BEGIN DATA
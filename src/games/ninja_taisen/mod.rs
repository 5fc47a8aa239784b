pub mod battle;
pub mod board;
pub mod dice;
pub mod moves;
pub mod plugin;
pub mod types;
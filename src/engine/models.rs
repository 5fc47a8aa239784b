//! Wire data types exchanged with callers of the engine.
//!
//! Cards travel as three-character codes ("MJ4", "WR2"); boards as a map
//! from slot to pile per team, bottom card first, empty piles omitted.

use std::collections::BTreeMap;

use serde::{Deserialize, Serialize};

use crate::games::ninja_taisen::types::{Category, Team};

#[derive(Debug, Clone, Default, PartialEq, Eq, Serialize, Deserialize)]
pub struct BoardDto {
    #[serde(default)]
    pub monkey: BTreeMap<usize, Vec<String>>,
    #[serde(default)]
    pub wolf: BTreeMap<usize, Vec<String>>,
}

impl BoardDto {
    pub fn piles(&self, team: Team) -> &BTreeMap<usize, Vec<String>> {
        match team {
            Team::Monkey => &self.monkey,
            Team::Wolf => &self.wolf,
        }
    }

    pub fn piles_mut(&mut self, team: Team) -> &mut BTreeMap<usize, Vec<String>> {
        match team {
            Team::Monkey => &mut self.monkey,
            Team::Wolf => &mut self.wolf,
        }
    }
}

#[derive(Debug, Clone, Copy, PartialEq, Eq, Serialize, Deserialize)]
pub struct DiceRollDto {
    pub rock: u8,
    pub paper: u8,
    pub scissors: u8,
}

#[derive(Debug, Clone, PartialEq, Eq, Serialize, Deserialize)]
#[serde(rename_all = "camelCase")]
pub struct MoveDto {
    pub dice_category: Category,
    pub card: String,
}

#[derive(Debug, Clone, Serialize, Deserialize)]
pub struct ChooseRequest {
    pub board: BoardDto,
    pub dice: DiceRollDto,
    pub team: Team,
    #[serde(default = "default_strategy")]
    pub strategy: String,
    /// Seed for tie-breaking; unseeded requests use entropy.
    #[serde(default)]
    pub seed: Option<u64>,
}

fn default_strategy() -> String {
    "default".to_string()
}

#[derive(Debug, Clone, PartialEq, Eq, Serialize, Deserialize)]
pub struct ChooseResponse {
    pub moves: Vec<MoveDto>,
}

#[derive(Debug, Clone, Serialize, Deserialize)]
pub struct ExecuteRequest {
    pub board: BoardDto,
    pub dice: DiceRollDto,
    pub team: Team,
    pub moves: Vec<MoveDto>,
}

#[derive(Debug, Clone, PartialEq, Eq, Serialize, Deserialize)]
pub struct ExecuteResponse {
    pub board: BoardDto,
}

/// One game to simulate.
#[derive(Debug, Clone, PartialEq, Eq, Serialize, Deserialize)]
pub struct InstructionDto {
    pub id: u64,
    pub seed: u64,
    pub monkey_strategy: String,
    pub wolf_strategy: String,
}

/// Persisted outcome of one simulated game.
#[derive(Debug, Clone, PartialEq, Serialize, Deserialize)]
pub struct ResultDto {
    pub id: u64,
    pub seed: u64,
    pub monkey_strategy: String,
    pub wolf_strategy: String,
    /// "monkey", "wolf" or "none".
    pub winner: String,
    pub turn_count: usize,
    pub monkey_cards_left: usize,
    pub wolf_cards_left: usize,
    #[serde(default)]
    pub duration_ms: f64,
    #[serde(default)]
    pub worker: String,
}

pub fn winner_label(winner: Option<Team>) -> String {
    winner.map_or_else(|| "none".to_string(), |team| team.to_string())
}
//! The three biased dice rolled at the start of every turn.

use once_cell::sync::Lazy;
use rand::Rng;

use super::types::Category;
use crate::error::{EngineError, Result};

pub const DICE_FACES: [u8; 6] = [1, 1, 1, 2, 2, 3];

/// Probability of a single die showing `face`.
pub fn face_probability(face: u8) -> f64 {
    DICE_FACES.iter().filter(|&&f| f == face).count() as f64 / DICE_FACES.len() as f64
}

/// One roll of the rock, paper and scissors dice.
#[derive(Debug, Clone, Copy, PartialEq, Eq, Hash)]
pub struct DiceRolls {
    pub rock: u8,
    pub paper: u8,
    pub scissors: u8,
}

impl DiceRolls {
    pub fn new(rock: u8, paper: u8, scissors: u8) -> Result<Self> {
        let rolls = Self {
            rock,
            paper,
            scissors,
        };
        for (category, roll) in rolls.iter() {
            if !DICE_FACES.contains(&roll) {
                return Err(EngineError::InvalidDice { category, roll });
            }
        }
        Ok(rolls)
    }

    pub fn roll<R: Rng + ?Sized>(rng: &mut R) -> Self {
        let mut face = || DICE_FACES[rng.gen_range(0..DICE_FACES.len())];
        Self {
            rock: face(),
            paper: face(),
            scissors: face(),
        }
    }

    /// The roll for a die category. Jokers have no die.
    pub fn get(&self, category: Category) -> Option<u8> {
        match category {
            Category::Rock => Some(self.rock),
            Category::Paper => Some(self.paper),
            Category::Scissors => Some(self.scissors),
            Category::Joker => None,
        }
    }

    pub fn iter(&self) -> impl Iterator<Item = (Category, u8)> {
        [
            (Category::Rock, self.rock),
            (Category::Paper, self.paper),
            (Category::Scissors, self.scissors),
        ]
        .into_iter()
    }

    /// Probability of this exact triple being rolled.
    pub fn probability(&self) -> f64 {
        self.iter().map(|(_, roll)| face_probability(roll)).product()
    }
}

/// A possible roll together with its probability.
#[derive(Debug, Clone, Copy)]
pub struct WeightedRolls {
    pub rolls: DiceRolls,
    pub probability: f64,
}

static ALL_OUTCOMES: Lazy<Vec<WeightedRolls>> = Lazy::new(|| {
    let faces = [1u8, 2, 3];
    let mut outcomes = Vec::with_capacity(27);
    for rock in faces {
        for paper in faces {
            for scissors in faces {
                let rolls = DiceRolls {
                    rock,
                    paper,
                    scissors,
                };
                outcomes.push(WeightedRolls {
                    rolls,
                    probability: rolls.probability(),
                });
            }
        }
    }
    outcomes
});

/// Every distinct roll of the three dice, weighted by face probability.
pub fn all_outcomes() -> &'static [WeightedRolls] {
    &ALL_OUTCOMES
}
END DATA
# PROBLEM DETAILS
Locate the word "paper" in the records above, and return each line that has it.

# OUTPUT OF THE EXERCISE
    pub paper: u8,
/// One roll of the rock, paper and scissors dice.
    pub paper: u8,
    pub fn new(rock: u8, paper: u8, scissors: u8) -> Result<Self> {
            paper,
            paper: face(),
            Category::Paper => Some(self.paper),
            (Category::Paper, self.paper),
        for paper in faces {
                    paper,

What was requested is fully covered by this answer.